■ Exercise prompt
From the listing below, copy every line with the word "KinematicBody".

■ The records
══════════
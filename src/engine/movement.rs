// Physical movement seam
//
// The character core never integrates motion itself; it reads and writes
// movement state through the `MovementProvider` trait. `KinematicBody` is a
// minimal grounded/air integrator backing that trait for headless runs and
// tests. It is not a physics solver: the ground is the z = 0 plane and
// walls only exist for line traces (see `engine::world`).

use glam::Vec3;

use crate::core::math::direction_from_yaw;

use super::ActorId;

/// World gravity along Z (units/s^2), before per-body gravity scale
pub const GRAVITY_Z: f32 = -980.0;

/// Axis pinned by the movement plane constraint
#[derive(Debug, Clone, Copy, PartialEq, Eq)]
pub enum PlaneConstraintAxis {
    X,
    Y,
    Z,
}

/// Read/write access to a character's physical movement state
pub trait MovementProvider {
    fn velocity(&self) -> Vec3;
    fn set_velocity(&mut self, velocity: Vec3);

    fn gravity_scale(&self) -> f32;
    fn set_gravity_scale(&mut self, scale: f32);

    fn ground_friction(&self) -> f32;
    fn set_ground_friction(&mut self, friction: f32);

    fn max_walk_speed(&self) -> f32;
    fn set_max_walk_speed(&mut self, speed: f32);

    fn jump_z_velocity(&self) -> f32;
    fn set_jump_z_velocity(&mut self, velocity: f32);

    fn air_control(&self) -> f32;
    fn set_air_control(&mut self, control: f32);

    /// Yaw interpolation speed used when rotating toward movement input
    fn rotation_rate_yaw(&self) -> f32;

    /// True while the body is airborne
    fn is_falling(&self) -> bool;

    fn position(&self) -> Vec3;
    fn set_position(&mut self, position: Vec3);

    /// Facing yaw in degrees
    fn yaw(&self) -> f32;
    fn set_yaw(&mut self, yaw: f32);

    /// Unit vector the body is facing, in the XY plane
    fn forward_vector(&self) -> Vec3 {
        direction_from_yaw(self.yaw())
    }

    /// Accumulate walk input for the next step; magnitude is capped at 1
    fn add_movement_input(&mut self, direction: Vec3);

    /// Set velocity directly, per-component either overriding or adding
    fn launch(&mut self, velocity: Vec3, override_xy: bool, override_z: bool);

    /// Begin a jump if the body is on the ground
    fn jump(&mut self);

    /// Release the jump; any held-jump shaping stops here
    fn stop_jumping(&mut self);

    fn set_plane_constraint_enabled(&mut self, enabled: bool);
    fn set_plane_constraint_axis(&mut self, axis: PlaneConstraintAxis);

    /// Stick the body to another actor (wall riding); survives until detach
    fn attach_to(&mut self, actor: ActorId);
    fn detach(&mut self);
    fn attach_parent(&self) -> Option<ActorId>;

    /// Collision capsule radius, used to scale wall-probe reach
    fn capsule_radius(&self) -> f32;
}

/// Minimal kinematic character body
#[derive(Debug)]
pub struct KinematicBody {
    position: Vec3,
    velocity: Vec3,
    yaw: f32,
    grounded: bool,
    pending_input: Vec3,

    gravity_scale: f32,
    ground_friction: f32,
    max_walk_speed: f32,
    jump_z_velocity: f32,
    air_control: f32,
    rotation_rate_yaw: f32,
    capsule_radius: f32,

    plane_constraint_enabled: bool,
    plane_constraint_axis: PlaneConstraintAxis,
    attach_parent: Option<ActorId>,
}

impl KinematicBody {
    pub fn new(position: Vec3, capsule_radius: f32) -> Self {
        Self {
            position,
            velocity: Vec3::ZERO,
            yaw: 0.0,
            grounded: position.z <= 0.0,
            pending_input: Vec3::ZERO,
            gravity_scale: 2.0,
            ground_friction: 8.0,
            max_walk_speed: 600.0,
            jump_z_velocity: 1000.0,
            air_control: 0.8,
            rotation_rate_yaw: 10.0,
            capsule_radius,
            plane_constraint_enabled: false,
            plane_constraint_axis: PlaneConstraintAxis::X,
            attach_parent: None,
        }
    }

    pub fn plane_constraint_enabled(&self) -> bool {
        self.plane_constraint_enabled
    }

    pub fn plane_constraint_axis(&self) -> PlaneConstraintAxis {
        self.plane_constraint_axis
    }

    /// Advance the body by one fixed timestep
    pub fn step(&mut self, dt: f32) {
        let mut input = self.pending_input;
        self.pending_input = Vec3::ZERO;
        if input.length_squared() > 1.0 {
            input = input.normalize();
        }

        if self.plane_constraint_enabled {
            match self.plane_constraint_axis {
                PlaneConstraintAxis::X => {
                    input.x = 0.0;
                    self.velocity.x = 0.0;
                }
                PlaneConstraintAxis::Y => {
                    input.y = 0.0;
                    self.velocity.y = 0.0;
                }
                PlaneConstraintAxis::Z => {
                    input.z = 0.0;
                    self.velocity.z = 0.0;
                }
            }
        }

        let walk_input = Vec3::new(input.x, input.y, 0.0);
        if self.grounded {
            if walk_input.length_squared() > 0.0 {
                self.velocity.x = walk_input.x * self.max_walk_speed;
                self.velocity.y = walk_input.y * self.max_walk_speed;
            } else {
                let damp = (self.ground_friction * dt).min(1.0);
                self.velocity.x -= self.velocity.x * damp;
                self.velocity.y -= self.velocity.y * damp;
            }
        } else {
            if walk_input.length_squared() > 0.0 {
                self.velocity.x = walk_input.x * self.max_walk_speed * self.air_control;
                self.velocity.y = walk_input.y * self.max_walk_speed * self.air_control;
            }
            self.velocity.z += GRAVITY_Z * self.gravity_scale * dt;
        }

        self.position += self.velocity * dt;

        if self.position.z <= 0.0 && self.velocity.z <= 0.0 {
            self.position.z = 0.0;
            self.velocity.z = 0.0;
            self.grounded = true;
        } else {
            self.grounded = false;
        }
    }
}

impl MovementProvider for KinematicBody {
    fn velocity(&self) -> Vec3 {
        self.velocity
    }

    fn set_velocity(&mut self, velocity: Vec3) {
        self.velocity = velocity;
    }

    fn gravity_scale(&self) -> f32 {
        self.gravity_scale
    }

    fn set_gravity_scale(&mut self, scale: f32) {
        self.gravity_scale = scale;
    }

    fn ground_friction(&self) -> f32 {
        self.ground_friction
    }

    fn set_ground_friction(&mut self, friction: f32) {
        self.ground_friction = friction;
    }

    fn max_walk_speed(&self) -> f32 {
        self.max_walk_speed
    }

    fn set_max_walk_speed(&mut self, speed: f32) {
        self.max_walk_speed = speed;
    }

    fn jump_z_velocity(&self) -> f32 {
        self.jump_z_velocity
    }

    fn set_jump_z_velocity(&mut self, velocity: f32) {
        self.jump_z_velocity = velocity;
    }

    fn air_control(&self) -> f32 {
        self.air_control
    }

    fn set_air_control(&mut self, control: f32) {
        self.air_control = control;
    }

    fn rotation_rate_yaw(&self) -> f32 {
        self.rotation_rate_yaw
    }

    fn is_falling(&self) -> bool {
        !self.grounded
    }

    fn position(&self) -> Vec3 {
        self.position
    }

    fn set_position(&mut self, position: Vec3) {
        self.position = position;
    }

    fn yaw(&self) -> f32 {
        self.yaw
    }

    fn set_yaw(&mut self, yaw: f32) {
        self.yaw = yaw;
    }

    fn add_movement_input(&mut self, direction: Vec3) {
        self.pending_input += direction;
    }

    fn launch(&mut self, velocity: Vec3, override_xy: bool, override_z: bool) {
        if override_xy {
            self.velocity.x = velocity.x;
            self.velocity.y = velocity.y;
        } else {
            self.velocity.x += velocity.x;
            self.velocity.y += velocity.y;
        }
        if override_z {
            self.velocity.z = velocity.z;
        } else {
            self.velocity.z += velocity.z;
        }
        if self.velocity.z > 0.0 {
            self.grounded = false;
        }
    }

    fn jump(&mut self) {
        if self.grounded {
            self.velocity.z = self.jump_z_velocity;
            self.grounded = false;
        }
    }

    fn stop_jumping(&mut self) {
        // held-jump shaping is not modeled by this integrator
    }

    fn set_plane_constraint_enabled(&mut self, enabled: bool) {
        self.plane_constraint_enabled = enabled;
    }

    fn set_plane_constraint_axis(&mut self, axis: PlaneConstraintAxis) {
        self.plane_constraint_axis = axis;
    }

    fn attach_to(&mut self, actor: ActorId) {
        self.attach_parent = Some(actor);
    }

    fn detach(&mut self) {
        self.attach_parent = None;
    }

    fn attach_parent(&self) -> Option<ActorId> {
        self.attach_parent
    }

    fn capsule_radius(&self) -> f32 {
        self.capsule_radius
    }
}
══════════
■ Problem solution
// movement state through the `MovementProvider` trait. `KinematicBody` is a
pub struct KinematicBody {
impl KinematicBody {
impl MovementProvider for KinematicBody {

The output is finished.